Condemns the Bible dreads

"At the Lord's Supper we are all God's children"

Sunday morning in a Protestant church in Kigali: The pastor calls his prayer in the barren room, the worshipers stretch their arms towards the ceiling and talk confused with their eyes closed. Some break down crying. Everything is more reminiscent of a gym than a church. There is no cross or pulpit. The faithful have been praying and singing here in one of the many Rwandan Born Again churches since six in the morning. More and more Rwandans are calling themselves "Born Again" - as born again Christians. Since the end of the genocide, the charismatic Protestant churches have become increasingly popular.

Consolation in new churches

The German pastor J├╝rgen Zimmermann worked for the Lutheran Church in Rwanda until 1994, when he had to flee. He has often returned to Rwanda after the genocide. He sees a connection between the influx of the Born Again churches and the genocide: "This is partly due to the fact that the established churches were not felt to be up to par when the events were looming and happening," says Zimmermann . Many people would then have sought their consolation in the new churches. "These churches had the advantage of not having a burdened history in Rwanda."

Guilty priests

Tutsi were also massacred in Nyamata church

Until the genocide, Rwanda was the most Catholic country in Africa. But it is precisely among the Catholic priests that many are complicit in the genocide. The most famous case is that of the priest Athanase Seromba. He was sentenced to life imprisonment on appeal by the UN Criminal Court in Arusha in March 2009. Seromba is held responsible for the deaths of 1,500 Tutsi who were hiding in his church in Nyange. The priest is said to have instructed an excavator driver to demolish the church. Faustin, now 30, was in exile with his family in the Democratic Republic of the Congo when the massacre occurred. His mother's entire family was killed in Nyange church.
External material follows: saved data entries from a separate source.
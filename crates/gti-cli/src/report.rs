//! Rendering of inference outcomes.

use colored::Colorize;
use gti_solver::{
    ExprArena, ExprId, InferenceError, ResolvedInvocation, SessionFlags, TypeDatabase,
    TypeFormatter,
};
use serde::Serialize;

#[derive(Clone, Debug, Serialize, PartialEq, Eq)]
#[serde(rename_all = "camelCase")]
pub struct TypeArgument {
    pub param: String,
    #[serde(rename = "type")]
    pub ty: String,
}

/// One resolved invocation with every type rendered by name.
#[derive(Clone, Debug, Serialize, PartialEq, Eq)]
#[serde(rename_all = "camelCase")]
pub struct InvocationReport {
    pub site: u32,
    pub method: String,
    pub type_arguments: Vec<TypeArgument>,
    pub parameter_types: Vec<String>,
    pub return_type: String,
    pub thrown: Vec<String>,
    pub unchecked: bool,
    pub varargs: bool,
    pub flags: Vec<String>,
}

#[derive(Clone, Debug, Serialize, PartialEq, Eq)]
#[serde(rename_all = "camelCase")]
pub struct FailureReport {
    /// `no-solution`, `incomplete-information` or `hard-failure`.
    pub kind: String,
    pub message: String,
}

#[derive(Clone, Debug, Serialize, PartialEq, Eq)]
#[serde(rename_all = "camelCase")]
pub struct Report {
    #[serde(skip_serializing_if = "Option::is_none")]
    pub name: Option<String>,
    #[serde(skip_serializing_if = "Option::is_none")]
    pub invocation: Option<InvocationReport>,
    /// Invocations nested in the arguments, in source order.
    pub nested: Vec<InvocationReport>,
    #[serde(skip_serializing_if = "Option::is_none")]
    pub error: Option<FailureReport>,
}

impl Report {
    pub fn is_success(&self) -> bool {
        self.error.is_none()
    }

    pub fn new<'r>(
        db: &dyn TypeDatabase,
        exprs: &ExprArena,
        name: Option<String>,
        root: ExprId,
        outcome: Result<&ResolvedInvocation, &InferenceError>,
        results: impl Iterator<Item = (&'r ExprId, &'r ResolvedInvocation)>,
    ) -> Self {
        let mut nested: Vec<(ExprId, InvocationReport)> = results
            .filter(|&(&site, _)| site != root && exprs.contains(root, site))
            .map(|(&site, r)| (site, describe_invocation(db, r)))
            .collect();
        nested.sort_by_key(|(site, _)| site.0);
        let nested = nested.into_iter().map(|(_, r)| r).collect();
        match outcome {
            Ok(result) => Report {
                name,
                invocation: Some(describe_invocation(db, result)),
                nested,
                error: None,
            },
            Err(err) => Report {
                name,
                invocation: None,
                nested,
                error: Some(FailureReport {
                    kind: failure_kind(err).to_string(),
                    message: err.describe(db),
                }),
            },
        }
    }
}

fn failure_kind(err: &InferenceError) -> &'static str {
    match err.kind() {
        gti_solver::FailureKind::NoSolution => "no-solution",
        gti_solver::FailureKind::IncompleteInformation => "incomplete-information",
        gti_solver::FailureKind::HardFailure => "hard-failure",
    }
}

pub fn describe_invocation(db: &dyn TypeDatabase, result: &ResolvedInvocation) -> InvocationReport {
    let fmt = TypeFormatter::new(db);
    let sig = db.method_sig(result.method);
    let method = sig
        .as_ref()
        .map_or_else(|| format!("method#{}", result.method.0), |s| db.names().resolve(s.name).to_string());
    let params = sig.as_ref().map(|s| s.type_params.clone()).unwrap_or_default();
    let type_arguments = params
        .iter()
        .zip(&result.type_arguments)
        .map(|(&p, &ty)| TypeArgument {
            param: db
                .type_param_decl(p)
                .map_or_else(|| format!("T{}", p.0), |d| db.names().resolve(d.name).to_string()),
            ty: fmt.format(ty),
        })
        .collect();
    InvocationReport {
        site: result.site.0,
        method,
        type_arguments,
        parameter_types: result.parameter_types.iter().map(|&t| fmt.format(t)).collect(),
        return_type: fmt.format(result.return_type),
        thrown: result.thrown.iter().map(|&t| fmt.format(t)).collect(),
        unchecked: result.unchecked,
        varargs: result.varargs,
        flags: flag_names(result.flags),
    }
}

/// `UNCHECKED_CONVERSION` becomes `unchecked-conversion`.
pub fn flag_names(flags: SessionFlags) -> Vec<String> {
    flags
        .iter_names()
        .map(|(name, _)| name.to_lowercase().replace('_', "-"))
        .collect()
}

pub struct Reporter {
    color: bool,
}

impl Reporter {
    pub fn new(color: bool) -> Self {
        Reporter { color }
    }

    pub fn render_json(&self, report: &Report) -> serde_json::Result<String> {
        serde_json::to_string_pretty(report)
    }

    pub fn render_text(&self, report: &Report) -> String {
        let mut out = String::new();
        if let Some(name) = &report.name {
            out.push_str(&self.heading(name));
            out.push('\n');
        }
        if let Some(invocation) = &report.invocation {
            out.push_str(&self.format_invocation(invocation, ""));
        }
        if let Some(error) = &report.error {
            let label = format!("error[{}]", error.kind);
            out.push_str(&self.paint_error(&label));
            out.push_str(": ");
            out.push_str(&error.message);
            out.push('\n');
        }
        if !report.nested.is_empty() {
            out.push_str(&self.heading("nested"));
            out.push('\n');
            for nested in &report.nested {
                out.push_str(&self.format_invocation(nested, "  "));
            }
        }
        out
    }

    fn format_invocation(&self, r: &InvocationReport, indent: &str) -> String {
        let mut out = String::new();
        let params = r.parameter_types.join(", ");
        out.push_str(&format!(
            "{indent}{}({params}) -> {}\n",
            self.paint_method(&r.method),
            self.paint_type(&r.return_type)
        ));
        if !r.type_arguments.is_empty() {
            let args: Vec<String> = r
                .type_arguments
                .iter()
                .map(|a| format!("{} = {}", a.param, self.paint_type(&a.ty)))
                .collect();
            out.push_str(&format!("{indent}  type arguments: {}\n", args.join(", ")));
        }
        if !r.thrown.is_empty() {
            out.push_str(&format!("{indent}  throws: {}\n", r.thrown.join(", ")));
        }
        if !r.flags.is_empty() {
            out.push_str(&format!("{indent}  flags: {}\n", self.paint_flags(&r.flags.join(", "))));
        }
        out
    }

    fn heading(&self, text: &str) -> String {
        if self.color {
            text.bold().to_string()
        } else {
            text.to_string()
        }
    }

    fn paint_method(&self, text: &str) -> String {
        if self.color {
            text.cyan().to_string()
        } else {
            text.to_string()
        }
    }

    fn paint_type(&self, text: &str) -> String {
        if self.color {
            text.green().to_string()
        } else {
            text.to_string()
        }
    }

    fn paint_flags(&self, text: &str) -> String {
        if self.color {
            text.yellow().to_string()
        } else {
            text.to_string()
        }
    }

    fn paint_error(&self, text: &str) -> String {
        if self.color {
            text.red().bold().to_string()
        } else {
            text.to_string()
        }
    }
}

#[cfg(test)]
#[path = "../tests/report_tests.rs"]
mod tests;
Disappointed with the Catholic Church

Faustin's parents were killed by Hutu militias in the Congo after the genocide. After the genocide, the lawyer converted from Catholicism to Protestantism. He is one of the many born again Christians in Rwanda. "When I saw the genocide in Rwanda and how the priests betrayed their congregations and how people died in the churches, it influenced my decision to move away from the Catholic Church. After all, he was born- Again. "I think the genocide had an impact on it," says Faustin.

Faustin managed to forgive the perpetrators with the help of his faith. Hutu and Tutsi pray and sing together in his community. Ethnicity does not play a role here. "God calls us to supper with his son. And when you come to supper with your son, there are no Hutu, there are no Tutsi, no Twa, not white, not black," says Faustin. There is only the child of God. "If I am called to the Lord's Supper, and someone who has killed is called to the same Lord's Supper, then we do not share the story of the killing, but we share that God has forgiven us. That we have been accepted by God, that we are God Have become children. "

Dear belief

Church service with a lot of emotions

Many critics say that becoming God's child is too high a price for the Born Again churches. The believers here usually pay a tenth of their annual income to the churches, which are often run by Americans. Often also those who already barely have enough money to survive. Pastor Zimmermann sees another problem with the new churches. He speaks of the "gospel of prosperity". "It is deduced that people who are particularly religious are rewarded with prosperity," says Zimmermann. The question then arises as to how suffering and failure are to be assessed theologically under this premise. "I believe that the Bible shows us a different way. I believe that the example of Jesus Christ is a much more nuanced one and that it is precisely there that it is good for the new churches to pay closer attention to the Bible."

Paying close attention to the Bible - for the parishioners in the hall in Kigali, this means interpreting the Bible word for word. Almost everyone sitting here on the wooden benches has their Bible open in their hands. The worshipers listen carefully to the pastor's sermon and write notes on the thin Bible paper. It is difficult to say whether they are so religious despite or precisely because of the genocide.